§ **INSTRUCTIONS TO FOLLOW**: Nothing but the lines from the one containing "failed, extracted files" to the end of the data should be returned, each exactly as written.
============
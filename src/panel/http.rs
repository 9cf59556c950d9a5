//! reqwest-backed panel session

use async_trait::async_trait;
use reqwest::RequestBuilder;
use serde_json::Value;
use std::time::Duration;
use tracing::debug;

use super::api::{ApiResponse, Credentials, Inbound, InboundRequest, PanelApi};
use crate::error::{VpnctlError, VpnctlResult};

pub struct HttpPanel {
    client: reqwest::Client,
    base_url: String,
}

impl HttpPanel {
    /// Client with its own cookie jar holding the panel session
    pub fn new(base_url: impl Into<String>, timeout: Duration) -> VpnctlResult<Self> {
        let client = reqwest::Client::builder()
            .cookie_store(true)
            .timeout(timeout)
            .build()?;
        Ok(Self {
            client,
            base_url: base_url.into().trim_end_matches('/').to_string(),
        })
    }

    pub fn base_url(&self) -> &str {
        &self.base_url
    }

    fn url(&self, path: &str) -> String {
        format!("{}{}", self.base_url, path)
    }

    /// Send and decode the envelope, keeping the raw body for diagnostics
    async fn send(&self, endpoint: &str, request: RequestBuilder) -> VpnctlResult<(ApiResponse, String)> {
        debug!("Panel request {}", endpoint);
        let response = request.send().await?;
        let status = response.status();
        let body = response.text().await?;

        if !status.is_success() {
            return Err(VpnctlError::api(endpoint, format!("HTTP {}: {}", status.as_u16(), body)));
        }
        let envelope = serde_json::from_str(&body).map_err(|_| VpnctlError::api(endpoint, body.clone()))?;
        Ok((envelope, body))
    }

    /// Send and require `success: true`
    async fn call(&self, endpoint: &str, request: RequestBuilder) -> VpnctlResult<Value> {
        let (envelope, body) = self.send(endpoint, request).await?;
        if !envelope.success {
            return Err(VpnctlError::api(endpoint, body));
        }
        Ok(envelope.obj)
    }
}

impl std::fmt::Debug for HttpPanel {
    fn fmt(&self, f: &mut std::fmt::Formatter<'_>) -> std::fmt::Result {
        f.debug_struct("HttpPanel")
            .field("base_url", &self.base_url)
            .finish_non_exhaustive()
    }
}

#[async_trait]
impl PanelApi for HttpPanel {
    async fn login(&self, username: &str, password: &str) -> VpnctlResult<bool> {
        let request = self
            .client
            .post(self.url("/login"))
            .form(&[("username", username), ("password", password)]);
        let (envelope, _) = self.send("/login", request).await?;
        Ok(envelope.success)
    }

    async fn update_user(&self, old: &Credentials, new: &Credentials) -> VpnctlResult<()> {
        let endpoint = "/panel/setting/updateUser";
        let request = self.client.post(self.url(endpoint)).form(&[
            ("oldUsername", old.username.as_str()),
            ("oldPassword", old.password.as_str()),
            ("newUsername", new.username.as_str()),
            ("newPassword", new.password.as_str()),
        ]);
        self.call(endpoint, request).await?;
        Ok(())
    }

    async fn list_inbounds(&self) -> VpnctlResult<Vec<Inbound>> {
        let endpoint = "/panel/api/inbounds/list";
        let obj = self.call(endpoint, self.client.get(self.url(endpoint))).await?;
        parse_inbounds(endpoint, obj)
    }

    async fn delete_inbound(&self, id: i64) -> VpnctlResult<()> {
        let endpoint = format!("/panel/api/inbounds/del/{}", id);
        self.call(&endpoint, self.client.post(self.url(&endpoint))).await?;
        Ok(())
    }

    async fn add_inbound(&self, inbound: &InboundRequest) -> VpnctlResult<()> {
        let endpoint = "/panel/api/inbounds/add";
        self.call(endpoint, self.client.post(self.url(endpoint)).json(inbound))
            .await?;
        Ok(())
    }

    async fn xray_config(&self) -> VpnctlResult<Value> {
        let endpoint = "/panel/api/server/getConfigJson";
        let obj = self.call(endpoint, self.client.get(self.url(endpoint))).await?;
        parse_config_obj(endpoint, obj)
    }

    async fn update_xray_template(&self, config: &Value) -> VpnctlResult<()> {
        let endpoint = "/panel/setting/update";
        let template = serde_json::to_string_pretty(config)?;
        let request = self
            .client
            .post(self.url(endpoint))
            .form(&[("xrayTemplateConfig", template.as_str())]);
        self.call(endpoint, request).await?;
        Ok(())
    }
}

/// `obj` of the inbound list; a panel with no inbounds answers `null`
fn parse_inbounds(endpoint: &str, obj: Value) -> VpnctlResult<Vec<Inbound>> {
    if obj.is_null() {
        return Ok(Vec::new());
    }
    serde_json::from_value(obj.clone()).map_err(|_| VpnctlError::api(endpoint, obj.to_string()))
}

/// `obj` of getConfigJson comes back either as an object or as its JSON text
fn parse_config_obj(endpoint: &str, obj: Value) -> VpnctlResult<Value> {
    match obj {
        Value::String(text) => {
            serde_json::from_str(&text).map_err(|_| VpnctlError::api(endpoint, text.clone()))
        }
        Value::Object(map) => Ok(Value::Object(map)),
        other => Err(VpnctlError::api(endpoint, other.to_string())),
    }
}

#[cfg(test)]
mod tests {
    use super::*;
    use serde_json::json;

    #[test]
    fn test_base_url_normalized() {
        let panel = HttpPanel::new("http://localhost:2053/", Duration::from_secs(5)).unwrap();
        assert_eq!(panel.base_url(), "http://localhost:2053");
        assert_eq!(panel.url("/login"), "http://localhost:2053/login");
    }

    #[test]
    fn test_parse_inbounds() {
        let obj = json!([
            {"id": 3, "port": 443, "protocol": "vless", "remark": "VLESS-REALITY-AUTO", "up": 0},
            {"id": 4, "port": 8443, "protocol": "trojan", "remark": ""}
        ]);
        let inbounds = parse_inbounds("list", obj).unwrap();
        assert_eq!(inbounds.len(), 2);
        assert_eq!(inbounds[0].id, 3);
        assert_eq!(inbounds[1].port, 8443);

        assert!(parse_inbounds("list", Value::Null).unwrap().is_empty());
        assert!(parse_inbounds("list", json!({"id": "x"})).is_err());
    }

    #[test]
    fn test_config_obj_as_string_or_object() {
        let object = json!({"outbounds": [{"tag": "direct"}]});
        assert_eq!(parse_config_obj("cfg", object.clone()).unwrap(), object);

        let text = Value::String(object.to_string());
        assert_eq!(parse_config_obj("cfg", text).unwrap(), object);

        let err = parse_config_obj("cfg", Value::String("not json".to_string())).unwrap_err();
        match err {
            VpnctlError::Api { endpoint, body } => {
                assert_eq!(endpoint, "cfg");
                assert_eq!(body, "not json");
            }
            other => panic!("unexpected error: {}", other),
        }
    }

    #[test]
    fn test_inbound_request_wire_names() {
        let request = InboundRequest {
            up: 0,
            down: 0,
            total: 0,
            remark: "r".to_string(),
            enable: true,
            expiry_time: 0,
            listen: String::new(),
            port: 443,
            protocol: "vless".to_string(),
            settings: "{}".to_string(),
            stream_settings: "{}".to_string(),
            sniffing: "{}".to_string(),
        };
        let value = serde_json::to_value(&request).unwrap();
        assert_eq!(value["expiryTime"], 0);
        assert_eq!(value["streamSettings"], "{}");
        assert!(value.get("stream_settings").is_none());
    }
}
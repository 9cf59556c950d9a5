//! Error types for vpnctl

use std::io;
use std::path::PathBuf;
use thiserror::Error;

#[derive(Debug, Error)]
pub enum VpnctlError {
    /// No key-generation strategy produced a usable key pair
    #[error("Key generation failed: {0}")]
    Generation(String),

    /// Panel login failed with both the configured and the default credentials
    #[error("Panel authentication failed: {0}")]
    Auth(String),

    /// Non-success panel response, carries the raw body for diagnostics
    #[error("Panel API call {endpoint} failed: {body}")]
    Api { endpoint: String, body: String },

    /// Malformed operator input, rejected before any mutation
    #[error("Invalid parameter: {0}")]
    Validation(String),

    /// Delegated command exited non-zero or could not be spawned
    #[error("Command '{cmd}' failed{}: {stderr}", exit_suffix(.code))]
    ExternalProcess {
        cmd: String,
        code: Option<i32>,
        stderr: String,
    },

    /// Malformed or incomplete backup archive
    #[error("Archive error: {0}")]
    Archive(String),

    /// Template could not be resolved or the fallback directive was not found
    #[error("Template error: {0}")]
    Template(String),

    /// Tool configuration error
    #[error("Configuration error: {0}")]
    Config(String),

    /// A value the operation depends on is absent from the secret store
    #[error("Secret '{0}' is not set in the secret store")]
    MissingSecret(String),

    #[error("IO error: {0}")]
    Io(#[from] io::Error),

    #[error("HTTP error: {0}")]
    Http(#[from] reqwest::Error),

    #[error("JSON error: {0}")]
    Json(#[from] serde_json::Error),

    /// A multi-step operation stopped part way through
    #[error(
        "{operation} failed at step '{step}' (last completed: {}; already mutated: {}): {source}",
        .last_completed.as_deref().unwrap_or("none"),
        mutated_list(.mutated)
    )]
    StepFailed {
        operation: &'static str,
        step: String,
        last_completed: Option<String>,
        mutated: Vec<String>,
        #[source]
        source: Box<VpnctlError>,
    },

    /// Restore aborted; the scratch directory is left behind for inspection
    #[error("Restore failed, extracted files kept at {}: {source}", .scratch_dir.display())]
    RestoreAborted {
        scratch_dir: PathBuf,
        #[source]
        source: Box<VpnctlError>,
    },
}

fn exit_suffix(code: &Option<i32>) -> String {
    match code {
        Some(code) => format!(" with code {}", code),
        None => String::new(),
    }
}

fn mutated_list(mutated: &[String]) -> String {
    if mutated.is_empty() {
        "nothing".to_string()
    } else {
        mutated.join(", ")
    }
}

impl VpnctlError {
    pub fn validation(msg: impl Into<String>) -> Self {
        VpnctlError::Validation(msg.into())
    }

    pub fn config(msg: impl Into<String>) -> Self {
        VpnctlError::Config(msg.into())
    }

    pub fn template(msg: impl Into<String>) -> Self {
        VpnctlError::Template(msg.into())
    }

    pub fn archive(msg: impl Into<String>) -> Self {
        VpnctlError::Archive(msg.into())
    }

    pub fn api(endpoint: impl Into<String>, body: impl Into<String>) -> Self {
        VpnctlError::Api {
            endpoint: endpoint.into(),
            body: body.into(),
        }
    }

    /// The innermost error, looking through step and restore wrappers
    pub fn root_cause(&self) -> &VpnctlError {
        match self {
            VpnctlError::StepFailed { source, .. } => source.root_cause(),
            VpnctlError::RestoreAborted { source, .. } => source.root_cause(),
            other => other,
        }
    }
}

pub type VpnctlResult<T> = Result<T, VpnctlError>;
============
§ **OUTPUT**:
    #[error("Restore failed, extracted files kept at {}: {source}", .scratch_dir.display())]
    RestoreAborted {
        scratch_dir: PathBuf,
        #[source]
        source: Box<VpnctlError>,
    },
}

fn exit_suffix(code: &Option<i32>) -> String {
    match code {
        Some(code) => format!(" with code {}", code),
        None => String::new(),
    }
}

fn mutated_list(mutated: &[String]) -> String {
    if mutated.is_empty() {
        "nothing".to_string()
    } else {
        mutated.join(", ")
    }
}

impl VpnctlError {
    pub fn validation(msg: impl Into<String>) -> Self {
        VpnctlError::Validation(msg.into())
    }

    pub fn config(msg: impl Into<String>) -> Self {
        VpnctlError::Config(msg.into())
    }

    pub fn template(msg: impl Into<String>) -> Self {
        VpnctlError::Template(msg.into())
    }

    pub fn archive(msg: impl Into<String>) -> Self {
        VpnctlError::Archive(msg.into())
    }

    pub fn api(endpoint: impl Into<String>, body: impl Into<String>) -> Self {
        VpnctlError::Api {
            endpoint: endpoint.into(),
            body: body.into(),
        }
    }

    /// The innermost error, looking through step and restore wrappers
    pub fn root_cause(&self) -> &VpnctlError {
        match self {
            VpnctlError::StepFailed { source, .. } => source.root_cause(),
            VpnctlError::RestoreAborted { source, .. } => source.root_cause(),
            other => other,
        }
    }
}

pub type VpnctlResult<T> = Result<T, VpnctlError>;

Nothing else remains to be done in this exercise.